What to produce → Could you copy every line of the data that contains the word "ServiceRequest"?

The data →
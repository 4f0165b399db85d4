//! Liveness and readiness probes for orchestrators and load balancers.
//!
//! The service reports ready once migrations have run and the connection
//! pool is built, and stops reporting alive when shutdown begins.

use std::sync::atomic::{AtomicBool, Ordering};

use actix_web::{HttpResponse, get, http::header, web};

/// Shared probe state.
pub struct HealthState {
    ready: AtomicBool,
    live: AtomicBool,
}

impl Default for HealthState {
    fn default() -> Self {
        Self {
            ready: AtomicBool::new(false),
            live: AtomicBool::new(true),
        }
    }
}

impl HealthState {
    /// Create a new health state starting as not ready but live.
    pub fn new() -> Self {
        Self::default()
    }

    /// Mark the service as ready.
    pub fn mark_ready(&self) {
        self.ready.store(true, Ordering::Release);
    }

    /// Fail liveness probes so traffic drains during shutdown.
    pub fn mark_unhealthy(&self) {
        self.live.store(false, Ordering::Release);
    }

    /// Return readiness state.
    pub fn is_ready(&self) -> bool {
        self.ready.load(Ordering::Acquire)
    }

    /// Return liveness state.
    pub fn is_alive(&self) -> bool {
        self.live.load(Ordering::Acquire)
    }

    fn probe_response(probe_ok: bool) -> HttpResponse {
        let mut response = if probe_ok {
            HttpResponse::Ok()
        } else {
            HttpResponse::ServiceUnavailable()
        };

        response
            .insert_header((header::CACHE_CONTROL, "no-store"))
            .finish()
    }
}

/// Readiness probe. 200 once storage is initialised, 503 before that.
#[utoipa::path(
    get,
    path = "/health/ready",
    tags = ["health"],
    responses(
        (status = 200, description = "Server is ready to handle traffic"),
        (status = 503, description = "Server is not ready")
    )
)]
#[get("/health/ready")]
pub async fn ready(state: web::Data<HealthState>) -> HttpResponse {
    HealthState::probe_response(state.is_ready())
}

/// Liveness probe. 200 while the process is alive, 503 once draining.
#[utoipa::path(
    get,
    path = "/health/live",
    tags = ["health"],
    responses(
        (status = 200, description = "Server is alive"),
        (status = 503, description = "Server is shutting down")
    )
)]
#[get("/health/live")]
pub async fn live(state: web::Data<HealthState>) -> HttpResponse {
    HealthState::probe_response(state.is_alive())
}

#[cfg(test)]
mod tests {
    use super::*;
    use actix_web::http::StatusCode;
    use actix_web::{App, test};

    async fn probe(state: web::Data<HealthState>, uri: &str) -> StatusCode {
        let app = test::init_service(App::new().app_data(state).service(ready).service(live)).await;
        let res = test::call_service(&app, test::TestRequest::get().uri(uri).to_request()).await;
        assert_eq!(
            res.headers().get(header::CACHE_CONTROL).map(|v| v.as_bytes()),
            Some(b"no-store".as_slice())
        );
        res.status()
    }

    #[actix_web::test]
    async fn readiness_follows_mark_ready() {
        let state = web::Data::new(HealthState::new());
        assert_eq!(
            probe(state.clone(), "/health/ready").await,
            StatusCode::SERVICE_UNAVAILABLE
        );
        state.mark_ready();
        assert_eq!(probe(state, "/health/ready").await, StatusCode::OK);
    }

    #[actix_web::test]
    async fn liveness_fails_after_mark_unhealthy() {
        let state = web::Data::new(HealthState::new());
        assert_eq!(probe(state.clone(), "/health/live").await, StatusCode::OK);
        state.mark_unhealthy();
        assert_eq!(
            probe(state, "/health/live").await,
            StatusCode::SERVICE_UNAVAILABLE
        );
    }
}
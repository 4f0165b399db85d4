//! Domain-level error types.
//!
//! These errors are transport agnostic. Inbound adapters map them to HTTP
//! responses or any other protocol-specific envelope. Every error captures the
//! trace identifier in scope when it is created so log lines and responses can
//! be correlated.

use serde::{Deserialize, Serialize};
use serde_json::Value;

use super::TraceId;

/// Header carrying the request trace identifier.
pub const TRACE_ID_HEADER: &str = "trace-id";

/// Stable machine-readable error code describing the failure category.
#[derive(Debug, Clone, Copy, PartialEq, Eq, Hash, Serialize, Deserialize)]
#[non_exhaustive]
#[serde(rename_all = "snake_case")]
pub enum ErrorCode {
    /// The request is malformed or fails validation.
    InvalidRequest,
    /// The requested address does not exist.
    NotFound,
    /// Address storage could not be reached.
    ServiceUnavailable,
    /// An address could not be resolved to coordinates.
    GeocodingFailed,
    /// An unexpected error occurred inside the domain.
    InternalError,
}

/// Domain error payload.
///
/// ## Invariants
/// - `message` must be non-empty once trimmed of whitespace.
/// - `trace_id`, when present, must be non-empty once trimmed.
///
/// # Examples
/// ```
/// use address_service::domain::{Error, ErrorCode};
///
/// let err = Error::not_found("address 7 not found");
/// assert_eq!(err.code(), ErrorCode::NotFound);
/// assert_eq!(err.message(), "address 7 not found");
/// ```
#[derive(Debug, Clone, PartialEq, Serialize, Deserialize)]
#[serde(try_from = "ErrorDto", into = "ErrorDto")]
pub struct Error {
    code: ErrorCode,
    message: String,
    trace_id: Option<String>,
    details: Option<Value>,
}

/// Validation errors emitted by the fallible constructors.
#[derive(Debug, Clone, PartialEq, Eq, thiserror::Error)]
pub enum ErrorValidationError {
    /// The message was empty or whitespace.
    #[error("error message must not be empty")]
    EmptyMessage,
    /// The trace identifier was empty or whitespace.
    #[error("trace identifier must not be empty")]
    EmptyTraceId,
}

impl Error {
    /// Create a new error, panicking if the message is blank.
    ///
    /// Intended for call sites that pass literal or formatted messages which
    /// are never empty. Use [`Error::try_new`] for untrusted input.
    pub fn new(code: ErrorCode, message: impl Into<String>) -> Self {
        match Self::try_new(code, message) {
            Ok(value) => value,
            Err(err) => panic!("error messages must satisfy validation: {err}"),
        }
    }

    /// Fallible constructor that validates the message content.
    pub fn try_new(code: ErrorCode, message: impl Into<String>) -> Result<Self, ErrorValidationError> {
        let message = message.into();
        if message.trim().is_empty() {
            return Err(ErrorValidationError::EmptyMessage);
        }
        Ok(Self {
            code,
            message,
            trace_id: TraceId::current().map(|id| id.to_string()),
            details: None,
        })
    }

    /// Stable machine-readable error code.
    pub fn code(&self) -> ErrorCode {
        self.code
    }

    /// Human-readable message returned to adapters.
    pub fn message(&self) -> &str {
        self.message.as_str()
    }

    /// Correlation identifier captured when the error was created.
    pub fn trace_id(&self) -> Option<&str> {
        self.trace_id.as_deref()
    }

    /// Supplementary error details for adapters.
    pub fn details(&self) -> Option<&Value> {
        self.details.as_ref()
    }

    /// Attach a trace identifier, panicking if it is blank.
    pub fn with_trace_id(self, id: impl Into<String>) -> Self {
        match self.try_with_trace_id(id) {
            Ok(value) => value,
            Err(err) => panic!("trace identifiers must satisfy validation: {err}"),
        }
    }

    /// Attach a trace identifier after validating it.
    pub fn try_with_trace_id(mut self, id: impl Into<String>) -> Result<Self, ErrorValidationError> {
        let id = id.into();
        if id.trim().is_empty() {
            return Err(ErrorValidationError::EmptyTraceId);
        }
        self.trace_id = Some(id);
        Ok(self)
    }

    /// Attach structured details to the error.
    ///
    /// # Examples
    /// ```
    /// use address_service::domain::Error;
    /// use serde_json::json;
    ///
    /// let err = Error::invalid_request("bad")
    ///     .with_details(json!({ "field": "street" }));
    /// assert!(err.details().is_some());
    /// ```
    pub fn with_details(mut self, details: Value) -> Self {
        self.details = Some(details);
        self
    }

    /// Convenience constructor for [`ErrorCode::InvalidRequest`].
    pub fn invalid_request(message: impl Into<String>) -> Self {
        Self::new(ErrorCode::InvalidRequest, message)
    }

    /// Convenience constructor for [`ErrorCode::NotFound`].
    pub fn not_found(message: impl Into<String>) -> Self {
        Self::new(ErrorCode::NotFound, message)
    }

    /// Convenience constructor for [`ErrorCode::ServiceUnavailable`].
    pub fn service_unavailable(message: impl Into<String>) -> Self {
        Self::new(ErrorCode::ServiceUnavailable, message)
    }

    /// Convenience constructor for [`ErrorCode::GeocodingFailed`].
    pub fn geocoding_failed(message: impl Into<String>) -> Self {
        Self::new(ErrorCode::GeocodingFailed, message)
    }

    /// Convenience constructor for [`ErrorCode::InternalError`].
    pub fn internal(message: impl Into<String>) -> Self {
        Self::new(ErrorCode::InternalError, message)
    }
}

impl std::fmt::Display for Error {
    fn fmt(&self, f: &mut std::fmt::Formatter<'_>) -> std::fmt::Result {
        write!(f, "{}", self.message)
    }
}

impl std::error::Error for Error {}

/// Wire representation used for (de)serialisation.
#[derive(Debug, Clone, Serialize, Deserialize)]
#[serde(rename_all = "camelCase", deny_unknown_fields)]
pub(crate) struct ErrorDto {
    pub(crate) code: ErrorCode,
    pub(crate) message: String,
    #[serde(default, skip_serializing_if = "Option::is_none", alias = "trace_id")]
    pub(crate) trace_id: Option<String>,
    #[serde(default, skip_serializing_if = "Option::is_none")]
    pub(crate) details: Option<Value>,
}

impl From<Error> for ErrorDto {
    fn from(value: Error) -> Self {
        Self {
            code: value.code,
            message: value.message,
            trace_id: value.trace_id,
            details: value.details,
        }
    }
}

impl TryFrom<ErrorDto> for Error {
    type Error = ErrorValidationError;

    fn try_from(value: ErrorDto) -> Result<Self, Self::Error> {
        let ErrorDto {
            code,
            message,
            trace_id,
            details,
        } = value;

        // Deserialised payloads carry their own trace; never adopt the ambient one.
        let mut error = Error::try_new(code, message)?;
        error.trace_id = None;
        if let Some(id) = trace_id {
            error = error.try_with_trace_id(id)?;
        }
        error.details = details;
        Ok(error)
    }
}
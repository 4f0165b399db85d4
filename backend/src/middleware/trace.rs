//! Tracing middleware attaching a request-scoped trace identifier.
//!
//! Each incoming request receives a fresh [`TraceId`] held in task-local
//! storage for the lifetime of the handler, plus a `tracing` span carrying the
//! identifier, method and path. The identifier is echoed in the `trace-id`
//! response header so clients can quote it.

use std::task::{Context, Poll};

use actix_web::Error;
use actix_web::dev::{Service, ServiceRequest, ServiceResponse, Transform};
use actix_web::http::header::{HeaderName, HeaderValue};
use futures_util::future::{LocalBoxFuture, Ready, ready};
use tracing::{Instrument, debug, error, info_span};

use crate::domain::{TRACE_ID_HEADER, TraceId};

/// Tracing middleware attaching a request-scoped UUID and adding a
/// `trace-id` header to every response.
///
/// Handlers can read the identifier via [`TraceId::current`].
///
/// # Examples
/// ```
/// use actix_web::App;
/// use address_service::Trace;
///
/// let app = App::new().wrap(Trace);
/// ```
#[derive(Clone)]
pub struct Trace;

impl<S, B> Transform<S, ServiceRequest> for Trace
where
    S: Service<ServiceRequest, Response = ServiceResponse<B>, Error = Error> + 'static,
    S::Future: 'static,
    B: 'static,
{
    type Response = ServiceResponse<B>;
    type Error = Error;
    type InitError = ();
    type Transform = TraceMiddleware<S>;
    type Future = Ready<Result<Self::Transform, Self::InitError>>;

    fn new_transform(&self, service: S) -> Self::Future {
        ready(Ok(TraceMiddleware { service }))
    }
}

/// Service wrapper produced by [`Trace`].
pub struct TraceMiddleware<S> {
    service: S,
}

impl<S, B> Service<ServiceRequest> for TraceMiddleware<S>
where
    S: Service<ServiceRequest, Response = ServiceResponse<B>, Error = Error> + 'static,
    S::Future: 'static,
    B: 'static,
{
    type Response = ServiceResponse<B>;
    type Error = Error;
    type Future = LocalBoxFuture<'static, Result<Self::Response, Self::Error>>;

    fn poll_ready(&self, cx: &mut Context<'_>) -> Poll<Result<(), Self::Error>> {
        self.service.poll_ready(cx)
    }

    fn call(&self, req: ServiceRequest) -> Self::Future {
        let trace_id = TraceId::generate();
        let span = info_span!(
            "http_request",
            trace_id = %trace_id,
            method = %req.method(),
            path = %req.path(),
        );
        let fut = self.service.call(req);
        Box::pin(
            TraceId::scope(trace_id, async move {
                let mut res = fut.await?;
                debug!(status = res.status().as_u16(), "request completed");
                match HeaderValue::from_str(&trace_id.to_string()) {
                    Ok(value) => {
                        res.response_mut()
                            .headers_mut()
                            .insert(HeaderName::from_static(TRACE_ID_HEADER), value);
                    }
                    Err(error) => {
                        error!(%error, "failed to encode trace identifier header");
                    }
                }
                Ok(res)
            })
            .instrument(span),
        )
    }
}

Response to the task →
use actix_web::dev::{Service, ServiceRequest, ServiceResponse, Transform};
impl<S, B> Transform<S, ServiceRequest> for Trace
    S: Service<ServiceRequest, Response = ServiceResponse<B>, Error = Error> + 'static,
impl<S, B> Service<ServiceRequest> for TraceMiddleware<S>
    S: Service<ServiceRequest, Response = ServiceResponse<B>, Error = Error> + 'static,
    fn call(&self, req: ServiceRequest) -> Self::Future {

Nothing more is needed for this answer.